Wed, 23 November 2016, 11:45 to 13:45

Library, Seminar Rooms 1 & 2, OU, Milton Keynes

International Development seminar presented by Professor Stephanie Barrientos (Global Development Institute, University of Manchester).

Lunch (provided) from 11.45, presentation & discussion 12.15 - 13.45. To reserve your free place, please email the Social Sciences Research Office.

 

Abstract
In Africa the expansion of fresh fruit and vegetable (FFV) production and processing for European supermarkets has expanded openings for women workers. Some producers have been able to economically upgrade to meet supermarket standards, others have faced challenges, or been excluded altogether. There is divergence in the literature over whether and to what extent this has led to social downgrading or upgrading – enhanced conditions and rights, particularly for women workers and smallholders.
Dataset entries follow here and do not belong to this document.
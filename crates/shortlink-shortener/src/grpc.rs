use crate::error::ShortenerError;
use crate::shortener::Shortener;
use shortlink_proto_schema::v1 as proto;
use shortlink_proto_schema::v1::link_shortener_server::LinkShortener;
use std::sync::Arc;
use tonic::{Request, Response, Status};
use tracing::{error, warn};

/// gRPC adapter exposing a [`Shortener`] as the `shortener.v1.LinkShortener`
/// service.
pub struct LinkShortenerGrpcServer<T> {
    shortener: Arc<T>,
}

impl<T: Shortener> LinkShortenerGrpcServer<T> {
    pub fn new(shortener: T) -> Self {
        Self {
            shortener: Arc::new(shortener),
        }
    }
}

fn into_status(operation: &'static str, err: ShortenerError) -> Status {
    if err.is_client_error() {
        warn!(operation, error = %err, "request rejected");
    } else {
        error!(operation, error = %err, "request failed");
    }
    err.into()
}

#[tonic::async_trait]
impl<T: Shortener> LinkShortener for LinkShortenerGrpcServer<T> {
    async fn create_short_link(
        &self,
        request: Request<proto::CreateShortLinkRequest>,
    ) -> Result<Response<proto::CreateShortLinkResponse>, Status> {
        let request = request.into_inner();

        let short = self
            .shortener
            .shorten(&request.original)
            .await
            .map_err(|err| into_status("create_short_link", err))?;

        Ok(Response::new(proto::CreateShortLinkResponse { short }))
    }

    async fn get_original_link(
        &self,
        request: Request<proto::GetOriginalLinkRequest>,
    ) -> Result<Response<proto::GetOriginalLinkResponse>, Status> {
        let request = request.into_inner();

        let original = self
            .shortener
            .resolve(&request.short)
            .await
            .map_err(|err| into_status("get_original_link", err))?;

        Ok(Response::new(proto::GetOriginalLinkResponse { original }))
    }
}
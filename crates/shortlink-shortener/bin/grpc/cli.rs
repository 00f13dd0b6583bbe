use clap::builder::BoolishValueParser;
use clap::{ArgAction, Parser, ValueEnum};
use shortlink_core::settings::{DEFAULT_FILLER, DEFAULT_SHORT_LEN};
use shortlink_core::LinkSettings;
use sqlx::postgres::PgConnectOptions;
use std::fmt::{Display, Formatter};
use std::net::{IpAddr, SocketAddr};

pub const STORAGE_ENV: &str = "STORAGE";
pub const SERVER_HOST_ENV: &str = "SERVER_HOST";
pub const SERVER_PORT_ENV: &str = "SERVER_PORT";
pub const URL_DOMAIN_ENV: &str = "URL_DOMAIN";
pub const SHORT_LEN_ENV: &str = "SHORT_LEN";
pub const FILLING_CHAR_ENV: &str = "FILLING_CHAR";
pub const CHECK_URLS_ENV: &str = "CHECK_URLS";
pub const POSTGRES_USER_ENV: &str = "POSTGRES_USER";
pub const POSTGRES_PASSWORD_ENV: &str = "POSTGRES_PASSWORD";
pub const POSTGRES_DB_ENV: &str = "POSTGRES_DB";
pub const DB_HOST_ENV: &str = "DB_HOST";
pub const DB_PORT_ENV: &str = "DB_PORT";
pub const LOG_FORMAT_ENV: &str = "LOG_FORMAT";

pub const DEFAULT_SERVER_HOST: &str = "0.0.0.0";
pub const DEFAULT_SERVER_PORT: u16 = 50051;
pub const DEFAULT_DB_HOST: &str = "localhost";
pub const DEFAULT_DB_PORT: u16 = 5432;

#[derive(Debug, Clone, Copy, PartialEq, Eq, ValueEnum)]
pub enum StorageBackendArg {
    #[value(name = "in-memory")]
    InMemory,
    #[value(name = "postgres")]
    Postgres,
}

impl Display for StorageBackendArg {
    fn fmt(&self, f: &mut Formatter<'_>) -> std::fmt::Result {
        match self {
            StorageBackendArg::InMemory => write!(f, "in-memory"),
            StorageBackendArg::Postgres => write!(f, "postgres"),
        }
    }
}

#[derive(Debug, Parser)]
#[command(name = "shortener")]
pub struct CLI {
    #[arg(
        env = STORAGE_ENV,
        value_enum,
        default_value_t = StorageBackendArg::InMemory
    )]
    pub storage: StorageBackendArg,

    #[arg(long, env = SERVER_HOST_ENV, default_value = DEFAULT_SERVER_HOST)]
    pub host: IpAddr,

    #[arg(long, env = SERVER_PORT_ENV, default_value_t = DEFAULT_SERVER_PORT)]
    pub server_port: u16,

    #[arg(long, env = URL_DOMAIN_ENV)]
    pub url_domain: String,

    #[arg(long, env = SHORT_LEN_ENV, default_value_t = DEFAULT_SHORT_LEN)]
    pub short_len: usize,

    #[arg(long, env = FILLING_CHAR_ENV, default_value_t = DEFAULT_FILLER)]
    pub filling_char: char,

    #[arg(
        long,
        env = CHECK_URLS_ENV,
        action = ArgAction::Set,
        value_parser = BoolishValueParser::new(),
        default_value_t = false
    )]
    pub check_urls: bool,

    #[arg(long, env = POSTGRES_USER_ENV, required_if_eq("storage", "postgres"))]
    pub postgres_user: Option<String>,

    #[arg(
        long,
        env = POSTGRES_PASSWORD_ENV,
        hide_env_values = true,
        required_if_eq("storage", "postgres")
    )]
    pub postgres_password: Option<String>,

    #[arg(long, env = POSTGRES_DB_ENV, required_if_eq("storage", "postgres"))]
    pub postgres_db: Option<String>,

    #[arg(long, env = DB_HOST_ENV, default_value = DEFAULT_DB_HOST)]
    pub db_host: String,

    #[arg(long, env = DB_PORT_ENV, default_value_t = DEFAULT_DB_PORT)]
    pub db_port: u16,
}

impl CLI {
    pub fn listen_addr(&self) -> SocketAddr {
        SocketAddr::new(self.host, self.server_port)
    }

    pub fn link_settings(&self) -> LinkSettings {
        LinkSettings::builder()
            .domain(self.url_domain.as_str())
            .short_len(self.short_len)
            .filler(self.filling_char)
            .check_urls(self.check_urls)
            .build()
    }

    /// Connection options for the postgres backend, if all credentials are set.
    pub fn postgres_options(&self) -> Option<PgConnectOptions> {
        let user = self.postgres_user.as_deref()?;
        let password = self.postgres_password.as_deref()?;
        let database = self.postgres_db.as_deref()?;

        Some(
            PgConnectOptions::new()
                .host(&self.db_host)
                .port(self.db_port)
                .username(user)
                .password(password)
                .database(database),
        )
    }
}

#[cfg(test)]
mod tests {
    use super::*;
    use clap::{CommandFactory, FromArgMatches};

    /// Parses `args` with every env fallback detached, so variables set in
    /// the test process (or loaded from `.env`) cannot change the result.
    fn parse(args: &[&str]) -> Result<CLI, clap::Error> {
        let matches = CLI::command()
            .mut_args(|arg| arg.env(None::<&'static str>))
            .try_get_matches_from(std::iter::once("shortener").chain(args.iter().copied()))?;
        CLI::from_arg_matches(&matches)
    }

    #[test]
    fn defaults_to_in_memory() {
        let cli = parse(&["--url-domain", "oz.on/"]).unwrap();

        assert_eq!(cli.storage, StorageBackendArg::InMemory);
        assert_eq!(cli.listen_addr().port(), DEFAULT_SERVER_PORT);

        let settings = cli.link_settings();
        assert_eq!(settings.domain, "oz.on/");
        assert_eq!(settings.short_len, DEFAULT_SHORT_LEN);
        assert_eq!(settings.filler, DEFAULT_FILLER);
        assert!(!settings.check_urls);
    }

    #[test]
    fn ignores_process_environment() {
        std::env::set_var(STORAGE_ENV, "postgres");
        std::env::set_var(SHORT_LEN_ENV, "3");

        let cli = parse(&["--url-domain", "oz.on/"]).unwrap();

        assert_eq!(cli.storage, StorageBackendArg::InMemory);
        assert_eq!(cli.short_len, DEFAULT_SHORT_LEN);
    }

    #[test]
    fn check_urls_accepts_numeric_flag() {
        let cli = parse(&["--url-domain", "oz.on/", "--check-urls", "1"]).unwrap();
        assert!(cli.link_settings().check_urls);

        let cli = parse(&["--url-domain", "oz.on/", "--check-urls", "0"]).unwrap();
        assert!(!cli.link_settings().check_urls);
    }

    #[test]
    fn postgres_requires_credentials() {
        assert!(parse(&["postgres", "--url-domain", "oz.on/"]).is_err());

        let cli = parse(&[
            "postgres",
            "--url-domain",
            "oz.on/",
            "--postgres-user",
            "shortlink",
            "--postgres-password",
            "secret",
            "--postgres-db",
            "links",
            "--db-port",
            "6543",
        ])
        .unwrap();

        assert_eq!(cli.storage, StorageBackendArg::Postgres);
        let options = cli.postgres_options().unwrap();
        assert_eq!(options.get_port(), 6543);
        assert_eq!(options.get_host(), DEFAULT_DB_HOST);
        assert_eq!(options.get_database(), Some("links"));
    }

    #[test]
    fn filler_and_width() {
        let cli = parse(&[
            "--url-domain",
            "sho.rt/",
            "--short-len",
            "5",
            "--filling-char",
            "-",
        ])
        .unwrap();

        let settings = cli.link_settings();
        assert_eq!(settings.short_len, 5);
        assert_eq!(settings.filler, '-');
    }
}
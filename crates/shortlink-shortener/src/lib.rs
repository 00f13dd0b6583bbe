//! Link shortener service implementation.
//!
//! This crate provides [`LinkService`], which turns originals into
//! dictionary-encoded aliases and back, the [`Shortener`] trait it
//! implements, and the gRPC adapter serving it. Core types are re-exported
//! from `shortlink_core`.

pub mod error;
pub mod grpc;
pub mod service;
pub mod shortener;

pub use error::{Result, ShortenerError};
pub use grpc::LinkShortenerGrpcServer;
pub use service::LinkService;
pub use shortener::Shortener;
pub use shortlink_core::LinkSettings;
Professor Barrientos will compare case studies from Ghanaian pineapples and South African deciduous fruit to examine the complexities of upgrading and downgrading processes in supermarket value chains, and the gendered outcomes for different groups of workers and smallholders. She will draw on global value chain (GVC) and global production network (GPN) analysis combined with feminist political economy to examine how articulations between commercial drivers and societal drivers of upgrading and downgrading play out as contested gendered processes across diverse terrains.

Her presentation will argue that FFV production for supermarket value chains has disrupted embedded gender norms underpinning women's subordination in complex ways (generating mixed losses and gains for smallholders and workers), but has also opened new opportunities for more equitable social upgrading for some. Worker bargaining capabilities and institutional policies also play an important role in leveraging and retaining gains.